Lyricist Sheldon Harnick, one of the two co-creators of Fiddler on the Roof, has died at the age of 99.

Harnick, who died in New York on Friday of natural causes, was one-half of one of the top songwriting duos in Broadway history alongside composer Jerry Bock. After their debut collaboration The Body Beautiful in 1958, the pair had their first hit with Fiorello! in 1959, which earnt them a 1960 Pulitzer and Tony, followed by Fiddler on the Roof in 1964, The Apple Tree, Tenderloin and cult success She Loves Me.


Their final songwriting collaboration, The Rothschilds, inspired by Frederick Morton’s bestselling 1961 book about the banking dynasty, had its premiere in New York while the original production of Fiddler on the Roof was still on Broadway. In 2018, Harnick told the JC that the end of the songwriting partnership was a “source of great regret”.

It was the choice of British director Derek Goldby, who directed Tom Stoppard’s breakthrough play Rosencrantz and Guildenstern Are Dead at the National Theatre, which sparked a difference in opinion between Harnick and Bock, who died in 2010.

“Jerry became extremely friendly with him [Goldby] and I did not,” Harnick told the JC. “I felt that we had hired the wrong man. He was capable, but not for our show. And it caused great problems between Jerry and me. At the end of that show, Jerry went off in his direction and I went mine.

“We remained friends [because] we had too much business in common that we had to take care of. But we didn’t write together anymore. Also, Jerry was a very capable lyricist and he wanted to write his own songs. So that was something he pursued.”

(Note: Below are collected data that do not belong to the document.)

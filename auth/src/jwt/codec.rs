use chrono::DateTime;
use chrono::Duration;
use chrono::Utc;
use jsonwebtoken::decode;
use jsonwebtoken::encode;
use jsonwebtoken::errors::ErrorKind;
use jsonwebtoken::Algorithm;
use jsonwebtoken::DecodingKey;
use jsonwebtoken::EncodingKey;
use jsonwebtoken::Header;
use jsonwebtoken::Validation;

use super::claims::Claims;
use super::errors::TokenError;

/// Lifetime of an access token in minutes.
pub const ACCESS_TOKEN_MINUTES: i64 = 15;

/// Lifetime of a refresh token in days.
pub const REFRESH_TOKEN_DAYS: i64 = 30;

/// Signs and validates one class of session token.
///
/// Each class (access, refresh) gets its own codec with its own secret, so a
/// token signed for one class never validates as the other.
/// Uses HS256 (HMAC with SHA-256) exclusively.
pub struct TokenCodec {
    encoding_key: EncodingKey,
    decoding_key: DecodingKey,
    lifetime: Duration,
}

impl TokenCodec {
    /// Create a codec with an explicit token lifetime.
    ///
    /// # Security Notes
    /// - The secret should be at least 256 bits (32 bytes) for HS256
    /// - Changing the secret invalidates every outstanding token of this class
    pub fn new(secret: &[u8], lifetime: Duration) -> Self {
        Self {
            encoding_key: EncodingKey::from_secret(secret),
            decoding_key: DecodingKey::from_secret(secret),
            lifetime,
        }
    }

    /// Codec for short-lived access tokens (15 minutes).
    pub fn access(secret: &[u8]) -> Self {
        Self::new(secret, Duration::minutes(ACCESS_TOKEN_MINUTES))
    }

    /// Codec for long-lived refresh tokens (30 days).
    pub fn refresh(secret: &[u8]) -> Self {
        Self::new(secret, Duration::days(REFRESH_TOKEN_DAYS))
    }

    /// Token lifetime for this class.
    pub fn lifetime(&self) -> Duration {
        self.lifetime
    }

    /// Issue a token for `user_id` valid from now.
    pub fn issue(&self, user_id: i64) -> Result<String, TokenError> {
        self.issue_at(user_id, Utc::now())
    }

    /// Issue a token for `user_id` valid from `now` until `now + lifetime`.
    ///
    /// # Errors
    /// * `EncodingFailed` - Token signing failed
    pub fn issue_at(&self, user_id: i64, now: DateTime<Utc>) -> Result<String, TokenError> {
        let claims = Claims::for_user(user_id, now, self.lifetime);

        encode(&Header::new(Algorithm::HS256), &claims, &self.encoding_key)
            .map_err(|e| TokenError::EncodingFailed(e.to_string()))
    }

    /// Validate a token against the current time.
    pub fn validate(&self, token: &str) -> Result<Claims, TokenError> {
        self.validate_at(token, Utc::now())
    }

    /// Validate a token as of `now`.
    ///
    /// The signature is checked first; the time window `nbf <= now < exp` is
    /// checked here with no leeway.
    ///
    /// # Errors
    /// * `InvalidSignature` - Signed with another secret or tampered with
    /// * `Expired` - `now >= exp`
    /// * `NotYetValid` - `now < nbf`
    /// * `Malformed` - Not a parseable token or claims are missing
    pub fn validate_at(&self, token: &str, now: DateTime<Utc>) -> Result<Claims, TokenError> {
        let mut validation = Validation::new(Algorithm::HS256);
        validation.required_spec_claims.clear();
        validation.validate_exp = false;
        validation.validate_nbf = false;
        validation.leeway = 0;

        let claims = decode::<Claims>(token, &self.decoding_key, &validation)
            .map_err(|e| match e.kind() {
                ErrorKind::InvalidSignature | ErrorKind::InvalidAlgorithm => {
                    TokenError::InvalidSignature
                }
                _ => TokenError::Malformed(e.to_string()),
            })?
            .claims;

        let timestamp = now.timestamp();
        if claims.is_expired(timestamp) {
            return Err(TokenError::Expired);
        }
        if claims.is_premature(timestamp) {
            return Err(TokenError::NotYetValid);
        }

        Ok(claims)
    }
}
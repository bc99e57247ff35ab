//! Syntactic email address validation.

pub mod errors;
pub mod validator;

pub use errors::EmailError;
pub use validator::validate;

Playing on Broadway from 1964 to 1972, Fiddler on the Roof set a long-standing record and won 10 Tony Awards, which have often been credited to Harnick’s vast lyrical talent.

Born in Chicago in 1924, Harnick learnt the violin as a child and had hoped to be a concert violinist until he started writing songs and sketches for student shows while studying at Northwestern University School of Music.

Before joining forces with Bock in 1958, he made his Broadway revue debut with a song in The Boston Beguine in 1952. He also received Tony nominations for The Apple Tree (1967), She Loves Me (1964), The Rothschilds (1971) and Cyrano – The Musical (1994).
Of the many shows he wrote with Bock, he told the JC: “We loved the stories and did our best to realise them on stage in terms of book, music and dance.”



“One of the things Jerry and I were happy about is that The Rothschilds, like Fiddler on the Roof, presented Jewish people as human beings with all the faults of other human beings so that people could identify with them and not make devils of them.”

He also said that The Rothschilds was a story that he’d still have chosen to write in 2018. “Our show is not about banking so much as a family that was hemmed into a ghetto with very little prospect of improvement,” he said. “It’s about how they managed to not only get out of the ghetto out but make a life for themselves. They became very rich. But getting rich is unimportant compared to how they managed to improve themselves.”

The award-winning lyricist’s death comes three months after that of Chaim Topol, the Israeli actor famed for his portrayal of Tevye in the Fiddler on the Roof stage musical and 1971 film adaptation.